Toward understanding the role of leptin and leptin receptor antagonism in preclinical models of rheumatoid arthritis.

A potential link between obesity, circulating leptin levels and autoimmune disease symptoms suggests that targeting the leptin receptor (ObR) might be a viable novel strategy to combat rheumatoid arthritis (RA). However, studies in animal models and evaluation of clinical cases did not provide clear view on leptin's involvement in RA. To validate ObR as RA target, we used our peptide-based ObR agonists and antagonist in different in vitro and in vivo models of the disease. In human peripheral blood mononuclear cells, leptin and its agonist fragment, desI(2)-E1/Aca, moderately induced constitutive activation of a major proinflammatory transcription factor, NF-κB, while the ObR antagonist peptide Allo-aca inhibited the process. Leptin administration itself did not induce arthritis in rats, but worsened the clinical condition of mice given K/BxN serum transfer arthritis. Simultaneous administration of Allo-aca reduced leptin-dependent increase in disease severity by more than 50%, but the antagonist was ineffective when injected with a 3-day delay.
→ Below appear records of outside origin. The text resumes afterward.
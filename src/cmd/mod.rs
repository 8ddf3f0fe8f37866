/*!
Built-in commands.

  src/cmd/
    mod.rs     (this file)
    help.rs    help command + global help / usage screens
    exec.rs    exec command (run a manifest by path)

Conventions:
  - Each module exposes one constructor returning a ready `Command`.
  - Screens are rendered to lines; printing goes through the output sink.
*/

pub mod exec;
pub mod help;

pub use exec::exec_command;
pub use help::{global_help_lines, help_command, usage_line, usage_lines};
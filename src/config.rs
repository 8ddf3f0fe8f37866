/*!
config.rs - application configuration.

Sources, highest priority first:
  1. launcher flags (applied by the binary)
  2. CLI_TOOL_COMMANDS_DIR environment variable
  3. config file (JSON, or YAML when the extension is .yaml / .yml)
  4. defaults

`validate()` requires a non-empty name and version. A configured commands
directory that does not exist is only warned about at startup.
*/

use anyhow::Context;
use serde::de::DeserializeOwned;
use serde::{Deserialize, Serialize};
use std::path::{Path, PathBuf};

use crate::error::CliError;
use crate::schema::{OptionSpec, global_options};

pub const ENV_COMMANDS_DIR: &str = "CLI_TOOL_COMMANDS_DIR";

/// A titled block of commands in the global help screen.
#[derive(Serialize, Deserialize, Clone, Debug, Default, PartialEq)]
pub struct CommandGroup {
    pub title: String,
    #[serde(default)]
    pub commands: Vec<String>,
}

#[derive(Serialize, Deserialize, Clone, Debug, Default, PartialEq)]
#[serde(default)]
pub struct AppConfig {
    pub name: String,
    pub version: String,
    #[serde(alias = "desc")]
    pub description: String,
    /// Program name shown in usage lines (falls back to `name`).
    pub bin: Option<String>,
    pub commands_dir: Option<PathBuf>,
    /// Commands listed first, in this order.
    pub commands_sort: Vec<String>,
    pub commands_group: Vec<CommandGroup>,
    /// Extra global options bound for every command.
    pub options: Vec<OptionSpec>,
}

impl AppConfig {
    pub fn new(name: impl Into<String>, version: impl Into<String>) -> Self {
        Self {
            name: name.into(),
            version: version.into(),
            ..Default::default()
        }
    }

    /// Load from a JSON or YAML file.
    pub fn load(path: &Path) -> Result<Self, CliError> {
        read_structured(path).map_err(|e| CliError::Config(format!("{e:#}")))
    }

    /// Environment fallback for the commands directory.
    pub fn apply_env(&mut self) {
        if let Ok(dir) = std::env::var(ENV_COMMANDS_DIR)
            && !dir.trim().is_empty()
        {
            self.commands_dir = Some(PathBuf::from(dir.trim()));
        }
    }

    pub fn validate(&self) -> Result<(), CliError> {
        let mut failed = Vec::new();
        if self.name.trim().is_empty() {
            failed.push("name");
        }
        if self.version.trim().is_empty() {
            failed.push("version");
        }
        if failed.is_empty() {
            Ok(())
        } else {
            Err(CliError::Config(format!(
                "need setting \"{}\" options for App",
                failed.join(", ")
            )))
        }
    }

    pub fn bin_name(&self) -> &str {
        self.bin.as_deref().unwrap_or(&self.name)
    }

    /// Built-in `help` / `quiet` followed by configured extras.
    pub fn global_options(&self) -> Vec<OptionSpec> {
        let mut all = global_options();
        for opt in &self.options {
            if !all.iter().any(|g| g.name == opt.name) {
                all.push(opt.clone());
            }
        }
        all
    }
}

/// Deserialize a JSON or YAML file, picking the format by extension.
pub(crate) fn read_structured<T: DeserializeOwned>(path: &Path) -> anyhow::Result<T> {
    let raw = std::fs::read_to_string(path)
        .with_context(|| format!("failed to read {}", path.display()))?;
    let ext = path
        .extension()
        .and_then(|e| e.to_str())
        .map(str::to_ascii_lowercase)
        .unwrap_or_default();
    if ext == "yaml" || ext == "yml" {
        serde_yaml::from_str(&raw).context("failed to parse YAML")
    } else {
        serde_json::from_str(&raw).context("failed to parse JSON")
    }
}
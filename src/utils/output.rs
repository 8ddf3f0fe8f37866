//! Output capability handed to the app and to every command.
//!
//! `print` is informational and is dropped once the sink is quiet;
//! `error` always goes through.

use std::io::Write;
use std::sync::Mutex;
use std::sync::atomic::{AtomicBool, Ordering};

use super::format::StyleOptions;

pub trait OutputSink: Send + Sync {
    fn style(&self) -> &StyleOptions;
    fn print(&self, text: &str);
    fn error(&self, text: &str);
    fn set_quiet(&self, quiet: bool);
    fn is_quiet(&self) -> bool;

    fn print_lines(&self, lines: &[String]) {
        for line in lines {
            self.print(line);
        }
    }
}

/// stdout / stderr sink used by the binary.
#[derive(Debug)]
pub struct TerminalSink {
    style: StyleOptions,
    quiet: AtomicBool,
}

impl TerminalSink {
    pub fn new(style: StyleOptions) -> Self {
        Self {
            style,
            quiet: AtomicBool::new(false),
        }
    }
}

impl Default for TerminalSink {
    fn default() -> Self {
        Self::new(StyleOptions::detect())
    }
}

impl OutputSink for TerminalSink {
    fn style(&self) -> &StyleOptions {
        &self.style
    }

    fn print(&self, text: &str) {
        if self.is_quiet() {
            return;
        }
        let mut out = std::io::stdout().lock();
        let _ = writeln!(out, "{text}");
    }

    fn error(&self, text: &str) {
        let mut err = std::io::stderr().lock();
        let _ = writeln!(err, "{text}");
    }

    fn set_quiet(&self, quiet: bool) {
        self.quiet.store(quiet, Ordering::Relaxed);
    }

    fn is_quiet(&self) -> bool {
        self.quiet.load(Ordering::Relaxed)
    }
}

/// In-memory sink; captures plain (uncolored) lines.
#[derive(Debug)]
pub struct BufferSink {
    style: StyleOptions,
    quiet: AtomicBool,
    lines: Mutex<Vec<String>>,
    errors: Mutex<Vec<String>>,
}

impl Default for BufferSink {
    fn default() -> Self {
        Self {
            style: StyleOptions::plain(),
            quiet: AtomicBool::new(false),
            lines: Mutex::new(Vec::new()),
            errors: Mutex::new(Vec::new()),
        }
    }
}

impl BufferSink {
    pub fn new() -> Self {
        Self::default()
    }

    pub fn lines(&self) -> Vec<String> {
        self.lines.lock().map(|l| l.clone()).unwrap_or_default()
    }

    pub fn errors(&self) -> Vec<String> {
        self.errors.lock().map(|l| l.clone()).unwrap_or_default()
    }

    /// All informational output joined by newlines.
    pub fn contents(&self) -> String {
        self.lines().join("\n")
    }
}

impl OutputSink for BufferSink {
    fn style(&self) -> &StyleOptions {
        &self.style
    }

    fn print(&self, text: &str) {
        if self.is_quiet() {
            return;
        }
        if let Ok(mut lines) = self.lines.lock() {
            lines.push(text.to_string());
        }
    }

    fn error(&self, text: &str) {
        if let Ok(mut errors) = self.errors.lock() {
            errors.push(text.to_string());
        }
    }

    fn set_quiet(&self, quiet: bool) {
        self.quiet.store(quiet, Ordering::Relaxed);
    }

    fn is_quiet(&self) -> bool {
        self.quiet.load(Ordering::Relaxed)
    }
}
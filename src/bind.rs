/*!
bind.rs - turn raw argv tokens into a `ResolvedInvocation`.

Tokenizer rules (simple tokenized argv, no shell quoting):
  --name           boolean true
  --no-name        boolean false
  --name=value     value
  -s / -s=value    short form, mapped to its long name
  -abc             grouped shorts, each true
  --               everything after is positional
  -, -5, -1.5      positional

Values only attach through `=`; a bare flag never swallows the next token.
Tokens that round-trip exactly through an integer or float parse bind as
JSON numbers, everything else as strings.

Binding order:
  1. tokenize (declared shorts + reserved `h`/`q` act as aliases)
  2. `help` present -> `Binding::Help` (caller renders usage, exit 0)
  3. global options
  4. command options (collision with a global -> DuplicateOption)
  5. positional arguments in declaration order
  6. leftover positionals kept in `remaining`
*/

use serde::Serialize;
use serde_json::{Map, Value};
use std::collections::HashMap;

use crate::error::CliError;
use crate::schema::{CommandSpec, OptionSpec};

/* ---- Tokenizer ---- */

/// Flags and positionals split out of one argv slice.
#[derive(Debug, Default, Clone, PartialEq)]
pub struct ParsedArgv {
    pub flags: HashMap<String, Value>,
    pub positionals: Vec<String>,
}

/// Split `tokens` into flags and positionals. `aliases` maps short forms to long names.
pub fn tokenize(tokens: &[String], aliases: &HashMap<String, String>) -> ParsedArgv {
    let mut parsed = ParsedArgv::default();
    let canonical = |key: &str| -> String {
        aliases
            .get(key)
            .cloned()
            .unwrap_or_else(|| key.to_string())
    };

    let mut iter = tokens.iter();
    while let Some(token) = iter.next() {
        if token == "--" {
            parsed.positionals.extend(iter.by_ref().cloned());
            break;
        }
        if let Some(long) = token.strip_prefix("--") {
            if let Some((key, raw)) = long.split_once('=') {
                parsed.flags.insert(canonical(key), coerce_token(raw));
            } else if let Some(negated) = long.strip_prefix("no-") {
                parsed.flags.insert(canonical(negated), Value::Bool(false));
            } else {
                parsed.flags.insert(canonical(long), Value::Bool(true));
            }
            continue;
        }
        if let Some(short) = token.strip_prefix('-')
            && !short.is_empty()
            && !looks_numeric(short)
        {
            let (letters, value) = match short.split_once('=') {
                Some((letters, raw)) => (letters, Some(coerce_token(raw))),
                None => (short, None),
            };
            let chars: Vec<char> = letters.chars().collect();
            for (i, c) in chars.iter().enumerate() {
                let key = canonical(&c.to_string());
                let is_last = i + 1 == chars.len();
                let val = match (&value, is_last) {
                    (Some(v), true) => v.clone(),
                    _ => Value::Bool(true),
                };
                parsed.flags.insert(key, val);
            }
            continue;
        }
        parsed.positionals.push(token.clone());
    }
    parsed
}

fn looks_numeric(s: &str) -> bool {
    s.parse::<f64>().is_ok()
}

/// Numbers only when the text survives a parse/print round trip ("007", "1.10" stay strings).
pub fn coerce_token(raw: &str) -> Value {
    if let Ok(n) = raw.parse::<i64>()
        && n.to_string() == raw
    {
        return Value::Number(n.into());
    }
    if let Ok(f) = raw.parse::<f64>()
        && f.is_finite()
        && f.to_string() == raw
        && let Some(n) = serde_json::Number::from_f64(f)
    {
        return Value::Number(n);
    }
    Value::String(raw.to_string())
}

/* ---- Resolved Invocation ---- */

/// Bound values for one concrete execution of a command.
#[derive(Debug, Clone, Default, Serialize, PartialEq)]
pub struct ResolvedInvocation {
    pub command: String,
    pub arguments: Map<String, Value>,
    pub options: Map<String, Value>,
    /// Positional tokens left after every declared argument was bound.
    pub remaining: Vec<String>,
    /// The raw tokens this invocation was bound from.
    #[serde(skip)]
    pub tokens: Vec<String>,
}

impl ResolvedInvocation {
    pub fn argument(&self, name: &str) -> Option<&Value> {
        self.arguments.get(name).filter(|v| !v.is_null())
    }

    pub fn option(&self, name: &str) -> Option<&Value> {
        self.options.get(name).filter(|v| !v.is_null())
    }

    /// Truthiness of an option (absent, null, false, "" and 0 are false).
    pub fn flag(&self, name: &str) -> bool {
        match self.option(name) {
            Some(Value::Bool(b)) => *b,
            Some(Value::String(s)) => !s.is_empty(),
            Some(Value::Number(n)) => n.as_f64().is_some_and(|f| f != 0.0),
            Some(_) => true,
            None => false,
        }
    }

    /// Argument rendered as plain text (strings unquoted).
    pub fn argument_str(&self, name: &str) -> Option<String> {
        self.argument(name).map(render_value)
    }

    /// Every bound argument and option rendered as text, options last.
    pub fn placeholders(&self) -> HashMap<String, String> {
        self.arguments
            .iter()
            .chain(self.options.iter())
            .map(|(k, v)| (k.clone(), render_value(v)))
            .collect()
    }
}

/// Plain-text rendering of a bound value; null renders empty.
pub fn render_value(v: &Value) -> String {
    match v {
        Value::Null => String::new(),
        Value::String(s) => s.clone(),
        other => other.to_string(),
    }
}

/* ---- Binding ---- */

#[derive(Debug, Clone, PartialEq)]
pub enum Binding {
    /// `--help` / `-h` was given; nothing else was bound.
    Help,
    Invocation(ResolvedInvocation),
}

/// Bind `tokens` against `spec`, with `globals` applying to every command.
pub fn bind(
    spec: &CommandSpec,
    tokens: &[String],
    globals: &[OptionSpec],
) -> Result<Binding, CliError> {
    let mut aliases: HashMap<String, String> = HashMap::new();
    for opt in globals.iter().chain(spec.options.iter()) {
        if let Some(s) = &opt.short {
            aliases.entry(s.clone()).or_insert_with(|| opt.name.clone());
        }
    }
    let parsed = tokenize(tokens, &aliases);
    tracing::trace!(command = %spec.name, ?parsed, "tokenized argv");

    if parsed.flags.get("help").is_some_and(|v| v.as_bool() != Some(false)) {
        return Ok(Binding::Help);
    }

    let mut invocation = ResolvedInvocation {
        command: spec.name.clone(),
        tokens: tokens.to_vec(),
        ..Default::default()
    };

    for opt in globals {
        let value = bind_option(spec, opt, &parsed)?;
        invocation.options.insert(opt.name.clone(), value);
    }

    for opt in &spec.options {
        let collides = globals.iter().any(|g| {
            g.name == opt.name
                || opt
                    .short
                    .as_deref()
                    .is_some_and(|s| g.answers_to(s))
        });
        if collides {
            return Err(CliError::DuplicateOption {
                command: spec.name.clone(),
                option: opt.name.clone(),
            });
        }
        let value = bind_option(spec, opt, &parsed)?;
        invocation.options.insert(opt.name.clone(), value);
    }

    let mut positionals = parsed.positionals.into_iter();
    for arg in &spec.arguments {
        let value = match positionals.next() {
            Some(token) => coerce_token(&token),
            None if arg.mode.is_required() => {
                return Err(CliError::MissingArgument {
                    command: spec.name.clone(),
                    name: arg.name.clone(),
                });
            }
            None => arg.default.clone().unwrap_or(Value::Null),
        };
        invocation.arguments.insert(arg.name.clone(), value);
    }
    invocation.remaining = positionals.collect();

    Ok(Binding::Invocation(invocation))
}

fn bind_option(
    spec: &CommandSpec,
    opt: &OptionSpec,
    parsed: &ParsedArgv,
) -> Result<Value, CliError> {
    match parsed.flags.get(&opt.name) {
        Some(v) => Ok(v.clone()),
        None if opt.mode.is_required() => Err(CliError::MissingOption {
            command: spec.name.clone(),
            name: opt.name.clone(),
        }),
        None => Ok(opt.default.clone().unwrap_or(Value::Null)),
    }
}

#[cfg(test)]
mod tests {
    use super::*;
    use crate::schema::{Mode, global_options};
    use serde_json::json;

    fn argv(s: &str) -> Vec<String> {
        s.split_whitespace().map(str::to_string).collect()
    }

    fn deploy_spec() -> CommandSpec {
        CommandSpec::new("deploy")
            .unwrap()
            .argument("env", "target environment", Mode::Required, None)
            .unwrap()
            .argument("region", "", Mode::Optional, Some(json!("eu-west")))
            .unwrap()
            .option("tag", Some("t"), "", Mode::Optional, Some(json!("latest")))
            .unwrap()
            .option("force", Some("f"), "", Mode::Optional, Some(json!(false)))
            .unwrap()
    }

    fn invocation(binding: Binding) -> ResolvedInvocation {
        match binding {
            Binding::Invocation(inv) => inv,
            Binding::Help => panic!("unexpected help"),
        }
    }

    #[test]
    fn tokenize_forms() {
        let mut aliases = HashMap::new();
        aliases.insert("t".to_string(), "tag".to_string());
        let p = tokenize(
            &argv("a --x=1 --y --no-z -t=v2 -ab b -- --c -d"),
            &aliases,
        );
        assert_eq!(p.flags.get("x"), Some(&json!(1)));
        assert_eq!(p.flags.get("y"), Some(&json!(true)));
        assert_eq!(p.flags.get("z"), Some(&json!(false)));
        assert_eq!(p.flags.get("tag"), Some(&json!("v2")));
        assert_eq!(p.flags.get("a"), Some(&json!(true)));
        assert_eq!(p.flags.get("b"), Some(&json!(true)));
        assert_eq!(p.positionals, argv("a b --c -d"));
    }

    #[test]
    fn negative_numbers_are_positional() {
        let p = tokenize(&argv("-5 - -1.5"), &HashMap::new());
        assert!(p.flags.is_empty());
        assert_eq!(p.positionals, argv("-5 - -1.5"));
    }

    #[test]
    fn coerce_keeps_lossy_text() {
        assert_eq!(coerce_token("42"), json!(42));
        assert_eq!(coerce_token("2.5"), json!(2.5));
        assert_eq!(coerce_token("007"), json!("007"));
        assert_eq!(coerce_token("1.10"), json!("1.10"));
        assert_eq!(coerce_token("abc"), json!("abc"));
    }

    #[test]
    fn defaults_when_no_flags() {
        let inv = invocation(bind(&deploy_spec(), &argv("prod"), &global_options()).unwrap());
        assert_eq!(inv.argument("env"), Some(&json!("prod")));
        assert_eq!(inv.argument("region"), Some(&json!("eu-west")));
        assert_eq!(inv.option("tag"), Some(&json!("latest")));
        assert_eq!(inv.option("force"), Some(&json!(false)));
        assert!(!inv.flag("quiet"));
        assert!(inv.remaining.is_empty());
    }

    #[test]
    fn supplied_values_override_defaults() {
        let inv = invocation(
            bind(
                &deploy_spec(),
                &argv("prod us-east --tag=v2 -f -q extra more"),
                &global_options(),
            )
            .unwrap(),
        );
        assert_eq!(inv.argument_str("region").as_deref(), Some("us-east"));
        assert_eq!(inv.option("tag"), Some(&json!("v2")));
        assert!(inv.flag("force"));
        assert!(inv.flag("quiet"));
        assert_eq!(inv.remaining, argv("extra more"));
    }

    #[test]
    fn help_short_circuits_before_validation() {
        let b = bind(&deploy_spec(), &argv("-h"), &global_options()).unwrap();
        assert_eq!(b, Binding::Help);
        let b = bind(&deploy_spec(), &argv("--help"), &global_options()).unwrap();
        assert_eq!(b, Binding::Help);
    }

    #[test]
    fn missing_required_argument() {
        let err = bind(&deploy_spec(), &[], &global_options()).unwrap_err();
        assert!(matches!(err, CliError::MissingArgument { ref name, .. } if name == "env"));
    }

    #[test]
    fn missing_required_option() {
        let spec = CommandSpec::new("push")
            .unwrap()
            .option("remote", Some("r"), "", Mode::Required, Some(json!("origin")))
            .unwrap();
        let err = bind(&spec, &[], &global_options()).unwrap_err();
        assert!(matches!(err, CliError::MissingOption { ref name, .. } if name == "remote"));

        let inv = invocation(bind(&spec, &argv("-r=upstream"), &global_options()).unwrap());
        assert_eq!(inv.option("remote"), Some(&json!("upstream")));
    }

    #[test]
    fn required_global_option_enforced() {
        let mut globals = global_options();
        let mut profile = OptionSpec::new("profile", Some("p"), "");
        profile.mode = Mode::Required;
        globals.push(profile);
        let err = bind(&deploy_spec(), &argv("prod"), &globals).unwrap_err();
        assert!(matches!(err, CliError::MissingOption { ref name, .. } if name == "profile"));
    }

    #[test]
    fn option_named_like_global_collides() {
        let spec = CommandSpec::new("run")
            .unwrap()
            .option("quiet", None, "", Mode::Optional, None)
            .unwrap();
        let err = bind(&spec, &[], &global_options()).unwrap_err();
        match err {
            CliError::DuplicateOption { command, option } => {
                assert_eq!(command, "run");
                assert_eq!(option, "quiet");
            }
            other => panic!("unexpected {other:?}"),
        }
    }

    #[test]
    fn required_argument_default_ignored() {
        let spec = CommandSpec::new("cat")
            .unwrap()
            .argument("file", "", Mode::Required, Some(json!("unused")))
            .unwrap();
        assert!(bind(&spec, &[], &global_options()).is_err());
    }
}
In rats inflicted with mild adjuvant-induced arthritis, both leptin and Allo-aca reduced the extent of joint swelling and the number of arthritic joints. In a more aggressive disease stage, Allo-aca decreased the number of arthritic joints in a dose-dependent manner but did not affect other arthritis markers. In summary, leptin exerts diverse effects on RA depending on the experimental model. This might reflect the heterogeneous character of RA, which is differently impacted by leptin and is unmasked by ObR antagonism. Nevertheless, the results suggest that ObR antagonists might become useful therapeutics in leptin-sensitive early stages of RA.